What you will do:
Filter the entries, keeping every line with the string "Result".

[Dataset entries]
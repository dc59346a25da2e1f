//! In-memory schema store.
//!
//! `SchemaStore` holds collections, fields and relations as plain values and
//! implements every catalog trait over them. Each mutation bumps the revision
//! counter of the registry it touched and notifies subscribed listeners, so
//! memoized resolutions can be invalidated.

use std::fmt;
use std::sync::atomic::{AtomicU64, Ordering};

use crate::catalog::{
    CollectionCatalog, FieldCatalog, RelationRegistry, SchemaRevision, SchemaSource,
};
use crate::snapshot::{SchemaSnapshot, require_name, validate_field, validate_relation};
use crate::{Collection, Field, Relation, Result};

/// Describes which registry changed and which collections were affected.
#[derive(Debug, Clone, PartialEq, Eq)]
pub enum SchemaChange {
    Relations { collections: Vec<String> },
    Collections { collections: Vec<String> },
    Fields { collections: Vec<String> },
}

impl SchemaChange {
    /// Collections affected by the change.
    pub fn collections(&self) -> &[String] {
        match self {
            SchemaChange::Relations { collections }
            | SchemaChange::Collections { collections }
            | SchemaChange::Fields { collections } => collections,
        }
    }

    /// True if `collection` is among the affected collections.
    pub fn touches(&self, collection: &str) -> bool {
        self.collections().iter().any(|c| c == collection)
    }
}

/// Handle returned by [`SchemaStore::subscribe`].
#[derive(Debug, Clone, Copy, PartialEq, Eq, Hash)]
pub struct SubscriptionId(u64);

type Listener = Box<dyn Fn(&SchemaChange) + Send + Sync>;

/// Source ids handed out to stores. Zero is left for `SchemaRevision::default()`.
static NEXT_SOURCE_ID: AtomicU64 = AtomicU64::new(1);

/// In-memory implementation of [`SchemaSource`].
pub struct SchemaStore {
    collections: Vec<Collection>,
    fields: Vec<Field>,
    relations: Vec<Relation>,
    revision: SchemaRevision,
    listeners: Vec<(SubscriptionId, Listener)>,
    next_subscription: u64,
}

impl Default for SchemaStore {
    fn default() -> Self {
        Self {
            collections: Vec::new(),
            fields: Vec::new(),
            relations: Vec::new(),
            revision: SchemaRevision {
                source: NEXT_SOURCE_ID.fetch_add(1, Ordering::Relaxed),
                ..SchemaRevision::default()
            },
            listeners: Vec::new(),
            next_subscription: 0,
        }
    }
}

impl fmt::Debug for SchemaStore {
    fn fmt(&self, f: &mut fmt::Formatter<'_>) -> fmt::Result {
        f.debug_struct("SchemaStore")
            .field("collections", &self.collections.len())
            .field("fields", &self.fields.len())
            .field("relations", &self.relations.len())
            .field("revision", &self.revision)
            .field("listeners", &self.listeners.len())
            .finish()
    }
}

/// Collections a relation record mentions: its own, its target and any
/// polymorphic targets.
fn relation_collections(relation: &Relation) -> Vec<String> {
    let mut names = vec![relation.collection.clone()];
    if let Some(related) = &relation.related_collection {
        names.push(related.clone());
    }
    if let Some(allowed) = relation.one_allowed_collections() {
        names.extend(allowed.iter().cloned());
    }
    names.sort();
    names.dedup();
    names
}

impl SchemaStore {
    /// Create an empty store.
    pub fn new() -> Self {
        Self::default()
    }

    /// Build a store from a snapshot, rejecting empty names and duplicate keys.
    pub fn from_snapshot(snapshot: SchemaSnapshot) -> Result<Self> {
        snapshot.validate()?;
        tracing::debug!(
            collections = snapshot.collections.len(),
            fields = snapshot.fields.len(),
            relations = snapshot.relations.len(),
            "Loading schema snapshot"
        );
        Ok(Self {
            collections: snapshot.collections,
            fields: snapshot.fields,
            relations: snapshot.relations,
            ..Self::default()
        })
    }

    /// Copy the current contents into a snapshot.
    pub fn snapshot(&self) -> SchemaSnapshot {
        SchemaSnapshot {
            collections: self.collections.clone(),
            fields: self.fields.clone(),
            relations: self.relations.clone(),
        }
    }

    pub fn collections(&self) -> &[Collection] {
        &self.collections
    }

    pub fn fields(&self) -> &[Field] {
        &self.fields
    }

    pub fn relations(&self) -> &[Relation] {
        &self.relations
    }

    /// Register a change listener.
    pub fn subscribe<F>(&mut self, listener: F) -> SubscriptionId
    where
        F: Fn(&SchemaChange) + Send + Sync + 'static,
    {
        let id = SubscriptionId(self.next_subscription);
        self.next_subscription += 1;
        self.listeners.push((id, Box::new(listener)));
        id
    }

    /// Remove a listener. Returns false if it was not registered.
    pub fn unsubscribe(&mut self, id: SubscriptionId) -> bool {
        let before = self.listeners.len();
        self.listeners.retain(|(sid, _)| *sid != id);
        self.listeners.len() != before
    }

    fn notify(&self, change: &SchemaChange) {
        tracing::trace!(change = ?change, listeners = self.listeners.len(), "Schema changed");
        for (_, listener) in &self.listeners {
            listener(change);
        }
    }

    fn relations_changed(&mut self, collections: Vec<String>) {
        self.revision.relations += 1;
        self.notify(&SchemaChange::Relations { collections });
    }

    fn collections_changed(&mut self, collections: Vec<String>) {
        self.revision.collections += 1;
        self.notify(&SchemaChange::Collections { collections });
    }

    fn fields_changed(&mut self, collections: Vec<String>) {
        self.revision.fields += 1;
        self.notify(&SchemaChange::Fields { collections });
    }

    /// Insert a collection or replace the one with the same name.
    pub fn upsert_collection(&mut self, collection: Collection) -> Result<()> {
        require_name("collection", &collection.collection)?;
        let name = collection.collection.clone();
        match self.collections.iter_mut().find(|c| c.collection == name) {
            Some(existing) => *existing = collection,
            None => self.collections.push(collection),
        }
        self.collections_changed(vec![name]);
        Ok(())
    }

    /// Remove a collection together with its fields and every relation touching it.
    pub fn remove_collection(&mut self, name: &str) -> Option<Collection> {
        let idx = self.collections.iter().position(|c| c.collection == name)?;
        let removed = self.collections.remove(idx);

        let fields_before = self.fields.len();
        self.fields.retain(|f| f.collection != name);
        if self.fields.len() != fields_before {
            self.fields_changed(vec![name.to_string()]);
        }

        let mut touched: Vec<String> = Vec::new();
        self.relations.retain(|r| {
            let hit = r.collection == name || r.related_collection.as_deref() == Some(name);
            if hit {
                touched.extend(relation_collections(r));
            }
            !hit
        });
        if !touched.is_empty() {
            touched.sort();
            touched.dedup();
            self.relations_changed(touched);
        }

        self.collections_changed(vec![name.to_string()]);
        Some(removed)
    }

    /// Insert a field or replace the one with the same `(collection, field)`.
    pub fn upsert_field(&mut self, field: Field) -> Result<()> {
        validate_field(&field)?;
        let collection = field.collection.clone();
        match self
            .fields
            .iter_mut()
            .find(|f| f.collection == field.collection && f.field == field.field)
        {
            Some(existing) => *existing = field,
            None => self.fields.push(field),
        }
        self.fields_changed(vec![collection]);
        Ok(())
    }

    pub fn remove_field(&mut self, collection: &str, field: &str) -> Option<Field> {
        let idx = self
            .fields
            .iter()
            .position(|f| f.collection == collection && f.field == field)?;
        let removed = self.fields.remove(idx);
        self.fields_changed(vec![collection.to_string()]);
        Some(removed)
    }

    /// Insert a relation or replace the one stored on the same `(collection, field)`.
    pub fn upsert_relation(&mut self, relation: Relation) -> Result<()> {
        validate_relation(&relation)?;
        let mut touched = relation_collections(&relation);
        match self
            .relations
            .iter_mut()
            .find(|r| r.is_on(&relation.collection, &relation.field))
        {
            Some(existing) => {
                touched.extend(relation_collections(existing));
                *existing = relation;
            }
            None => self.relations.push(relation),
        }
        touched.sort();
        touched.dedup();
        self.relations_changed(touched);
        Ok(())
    }

    pub fn remove_relation(&mut self, collection: &str, field: &str) -> Option<Relation> {
        let idx = self
            .relations
            .iter()
            .position(|r| r.is_on(collection, field))?;
        let removed = self.relations.remove(idx);
        self.relations_changed(relation_collections(&removed));
        Some(removed)
    }

    /// Replace the whole relation registry.
    pub fn replace_relations(&mut self, relations: Vec<Relation>) -> Result<()> {
        for relation in &relations {
            validate_relation(relation)?;
        }
        let mut touched: Vec<String> = self
            .relations
            .iter()
            .chain(relations.iter())
            .flat_map(relation_collections)
            .collect();
        touched.sort();
        touched.dedup();
        self.relations = relations;
        self.relations_changed(touched);
        Ok(())
    }
}

impl RelationRegistry for SchemaStore {
    fn relations_for_field(&self, collection: &str, field: &str) -> Vec<Relation> {
        let mut found: Vec<Relation> = self
            .relations
            .iter()
            .filter(|r| r.is_on(collection, field) || r.is_reverse_of(collection, field))
            .cloned()
            .collect();

        // The owning half of a junction pair is stored on the junction itself, so
        // neither predicate above reaches it. Pull it in through the first match.
        let sibling = found.first().and_then(|first| {
            let junction_field = first.junction_field()?;
            self.relations
                .iter()
                .find(|r| r.is_on(&first.collection, junction_field))
                .cloned()
        });
        if let Some(sibling) = sibling {
            if !found.contains(&sibling) {
                found.push(sibling);
            }
        }

        tracing::trace!(
            collection = %collection,
            field = %field,
            candidates = found.len(),
            "Collected relations for field"
        );
        found
    }
}

impl CollectionCatalog for SchemaStore {
    fn collection(&self, name: &str) -> Option<Collection> {
        self.collections
            .iter()
            .find(|c| c.collection == name)
            .cloned()
    }
}

impl FieldCatalog for SchemaStore {
    fn field(&self, collection: &str, field: &str) -> Option<Field> {
        self.fields
            .iter()
            .find(|f| f.collection == collection && f.field == field)
            .cloned()
    }

    fn primary_key_field(&self, collection: &str) -> Option<Field> {
        self.fields
            .iter()
            .find(|f| f.collection == collection && f.is_primary_key())
            .cloned()
    }

    fn fields_for_collection(&self, collection: &str) -> Vec<Field> {
        let mut fields: Vec<Field> = self
            .fields
            .iter()
            .filter(|f| f.collection == collection)
            .cloned()
            .collect();
        // Stable: unsorted fields keep insertion order after the sorted ones.
        fields.sort_by_key(|f| (f.sort_position().is_none(), f.sort_position()));
        fields
    }
}

impl SchemaSource for SchemaStore {
    fn revision(&self) -> SchemaRevision {
        self.revision
    }
}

Solution for this problem:
use crate::{Collection, Field, Relation, Result};
    fn fmt(&self, f: &mut fmt::Formatter<'_>) -> fmt::Result {
    pub fn from_snapshot(snapshot: SchemaSnapshot) -> Result<Self> {
    pub fn upsert_collection(&mut self, collection: Collection) -> Result<()> {
    pub fn upsert_field(&mut self, field: Field) -> Result<()> {
    pub fn upsert_relation(&mut self, relation: Relation) -> Result<()> {
    pub fn replace_relations(&mut self, relations: Vec<Relation>) -> Result<()> {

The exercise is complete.